Natalia Pasternak, PhD

Disclosures

October 14, 2021

Early on in the COVID-19 pandemic, Minister of Health Luiz Henrique Mandetta called attention in São Paulo, Brazil, to an alarming number of deaths among elderly persons in a private healthcare setting.

Sixteen days later, Mandetta resigned, refusing to endorse President Jair Bolsonaro’s promotion of miracle cures for COVID-19 and denial of the need for physical distancing and mask wearing.

Now, a group of medical doctors recently fired by the private practice in question, Prevent Senior, is suing the company for allegedly coercing them into prescribing hydroxychloroquine along with other unproven drugs for COVID-19. Prevent Senior turned out to be one of the most enthusiastic advocates of unproven medications for COVID and issued what has become known in Brazil as the “COVID kit,” including different combinations of hydroxychloroquine, azithromycin, ivermectin, nitazoxanide, zinc, vitamin D, and flutamide, among others.

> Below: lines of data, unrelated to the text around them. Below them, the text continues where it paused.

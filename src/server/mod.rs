//! Server-side API backend and business logic.
//!
//! This module contains the complete backend for the scouts application: the REST
//! endpoints, business rules, data access, and operational endpoints. The backend uses
//! Axum as the web framework and SeaORM for database operations.
//!
//! # Architecture
//!
//! The server follows a layered architecture with clear separation of concerns:
//!
//! - **Controller Layer** (`controller/`) - HTTP request handlers and DTO conversion
//! - **Service Layer** (`service/`) - Business rules, validation and transactions
//! - **Data Layer** (`data/`) - Database operations and entity-to-domain model conversion
//! - **Model Layer** (`model/`) - Domain models and operation-specific parameter types
//! - **Error Layer** (`error/`) - Application error types and HTTP response mapping
//! - **Middleware** (`middleware/`) - Request metrics
//! - **Extractors** (`extractor`) - JSON body and path extractors with `AppError` rejections
//!
//! # Infrastructure
//!
//! - **Configuration** (`config`) - Environment-based application configuration
//! - **State** (`state`) - Shared application state (database pool, metrics)
//! - **Startup** (`startup`) - Tracing, database connection, migrations, shutdown signal
//! - **Router** (`router`) - Axum route configuration and OpenAPI document
//! - **Metrics** (`metrics`) - Prometheus registry and HTTP request series
//!
//! # Request Flow
//!
//! 1. **Router** receives the HTTP request and routes it to a controller
//! 2. **Middleware** records the request in the metrics registry
//! 3. **Controller** converts the DTO to params and calls the service
//! 4. **Service** validates input and orchestrates data operations
//! 5. **Data** queries the database and converts entities to domain models
//! 6. **Controller** converts the domain model to a DTO and returns the response

pub mod config;
pub mod controller;
pub mod data;
pub mod error;
pub mod extractor;
pub mod metrics;
pub mod middleware;
pub mod model;
pub mod router;
pub mod service;
pub mod startup;
pub mod state;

The lawsuit accuses Prevent Senior’s directors of pressuring them to recommend specific drugs and of setting goals as incentives to write more prescriptions.

The company has reported it was conducting a clinical trial. The problem is that the work was never published — not even as a preprint — even though it was highly publicized by the company’s marketing department as a “game changer” for the pandemic in Brazil.

The study was criticized by some in the scientific community for lacking scientific rigor.

Prevent Senior responded that it was not a real trial, just data collected from patients for a report.

However, the information was written up like a conventional scientific paper and sent to a select group of health and science journalists, along with an embargoed press release that promised the paper would appear in PLoS One, a renowned scientific journal.

But the so-called experiment described in the paper lacked randomization and proper controls, was unblinded, had no placebo group, and recorded no consent from at least one third of the enrolled patients.

Patients were asked whether they would take the drugs or not. Those who took them entered the treatment group of the study. Those who declined the medication were included in the control group without ever being informed that their data would be used in a trial.

Furthermore, there was no diagnosis. People with flu-like symptoms were enrolled, with no need for RT-PCR confirmation. Prevent Senior caters to senior citizens, so a high number of flu-like symptoms were probably wrongly regarded and treated as COVID.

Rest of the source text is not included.